Here's One of Those EVs on the Road

German "angst" is holding back adoption of electric vehicles there, remarked BMW CEO Norbert Reithofer a couple of weeks ago.

The Nissan LEAF Sells for a Few Ticks Below $49,000 in Germany

The Nissan LEAF Sells for a Few Ticks Below $49,000 in Germany

But German Chancellor Angela Merkel doesn't seem to care about that pent up angst.

Merkel, just days ago, reaffirmed the German target of one million plug-in vehicles on the nation's roads by the end of 2020.

"You have a chancellor who believes in electromobility."

Were the words of Merkel at a conference held to promote electric vehicle technology.

Germany has a long ways to go.

In 2012, less than 3,000 electric vehicles were sold in Germany, while total automotive sales there exceeded 3 million units.

How will Germany hit that target?  Our guess is that the one million mark is beyond reach by 2020, but Germany does plans to invest some $15.5 billion over the next 4 years to promote alternative-fuel technology, which is a start.

However, Germany's Minister of Economy, Philipp Roesler, refuses to subsidize the purchase of electric vehicles to artificially raise demand.

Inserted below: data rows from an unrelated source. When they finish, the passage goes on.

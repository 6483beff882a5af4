mod commands;
mod window;

use clap::{Parser, Subcommand};
use tracing_subscriber::EnvFilter;

use crate::commands::Context;
use crate::window::WindowArgs;

#[derive(Debug, Parser)]
#[command(name = "gsclens")]
#[command(about = "Search Console analytics with optional AI-written insights")]
struct Cli {
    #[command(subcommand)]
    command: Commands,
}

#[derive(Debug, Subcommand)]
enum Commands {
    /// List the properties visible to the access token
    Properties,
    /// Show a property's permission level and submitted sitemaps
    Sitemaps {
        /// Search Console property (defaults to `GSCLENS_DEFAULT_PROPERTY`)
        #[arg(long)]
        property: Option<String>,
    },
    /// Headline clicks, impressions, CTR and position
    Overview(WindowArgs),
    /// Daily traffic trend
    Trends(WindowArgs),
    /// Queries with many impressions but a weak position and low CTR
    Opportunities {
        #[command(flatten)]
        window: WindowArgs,
        /// Minimum impressions for a query to qualify
        #[arg(long, default_value_t = 100)]
        min_impressions: u64,
    },
    /// Top pages by clicks
    Content(WindowArgs),
    /// Compare the window with the preceding window of equal length
    Compare(WindowArgs),
    /// Branded versus non-branded traffic
    Branded(WindowArgs),
    /// Performance of queries mentioning competitor keywords
    Competitors(WindowArgs),
    /// Deterministic executive report
    Report {
        #[command(flatten)]
        window: WindowArgs,
        /// Period label used in the report title
        #[arg(long, default_value = "monthly")]
        period: String,
    },
    /// Ask a free-form question about the window's data
    Ask {
        /// The question to answer
        question: String,
        #[command(flatten)]
        window: WindowArgs,
    },
    /// Print suggested questions for `ask`
    Suggestions,
}

#[tokio::main]
async fn main() -> anyhow::Result<()> {
    let cli = Cli::parse();
    let config = gsclens_core::load_app_config()?;

    let env_filter = EnvFilter::try_from_default_env()
        .or_else(|_| EnvFilter::try_new(config.log_level.clone()))?;
    tracing_subscriber::fmt()
        .with_env_filter(env_filter)
        .with_writer(std::io::stderr)
        .init();

    tracing::debug!(env = %config.env, command = ?cli.command, "starting gsclens");

    let keywords = commands::load_keywords_or_default(&config.keywords_path)?;
    let ctx = Context {
        orchestrator: gsclens_insights::ReportOrchestrator::from_config(&config),
        today: chrono::Local::now().date_naive(),
        config,
    };

    match &cli.command {
        Commands::Properties => commands::run_properties(&ctx).await?,
        Commands::Sitemaps { property } => {
            commands::run_sitemaps(&ctx, property.as_deref()).await?;
        }
        Commands::Overview(window) => commands::run_overview(&ctx, window).await?,
        Commands::Trends(window) => commands::run_trends(&ctx, window).await?,
        Commands::Opportunities {
            window,
            min_impressions,
        } => commands::run_opportunities(&ctx, window, *min_impressions).await?,
        Commands::Content(window) => commands::run_content(&ctx, window).await?,
        Commands::Compare(window) => commands::run_compare(&ctx, window).await?,
        Commands::Branded(window) => commands::run_branded(&ctx, window, &keywords).await?,
        Commands::Competitors(window) => {
            commands::run_competitors(&ctx, window, &keywords).await?;
        }
        Commands::Report { window, period } => {
            commands::run_report(&ctx, window, period).await?;
        }
        Commands::Ask { question, window } => commands::run_ask(&ctx, window, question).await?,
        Commands::Suggestions => commands::run_suggestions(),
    }

    Ok(())
}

Without subsidies though, a survey by German motoring club ADAC shows that few would be willing to buy an electric vehicle.  The survey results  show that almost half would be unwilling to pay even a penny more for an electric vehicle.

These Are Too Expensive to Produce, Says a GM Exec

These Are Too Expensive to Produce, Says a GM Exec

Automaker's may be losing interest in selling plug-in vehicles in Germany, too.  Take, for example, the words of Karl-Thomas Neumann, chief executive of General Motors' Opel division:

"We actually lose money with each Ampera we sell, because the technology is too expensive."

Again, the lack of subsidies means that Opel has to price the Ampera in an area (42,900 euro or $55,474 US) where at least a few buyers might snatch one up.  Subsidies would allow Opel to slightly raise the price of the Ampera and possibly profit a bit from each sale.

We're thinking Germany will need to sign into law some sort of subsidy program, at least for the next few years, if it's to truly aim for that 1 million target.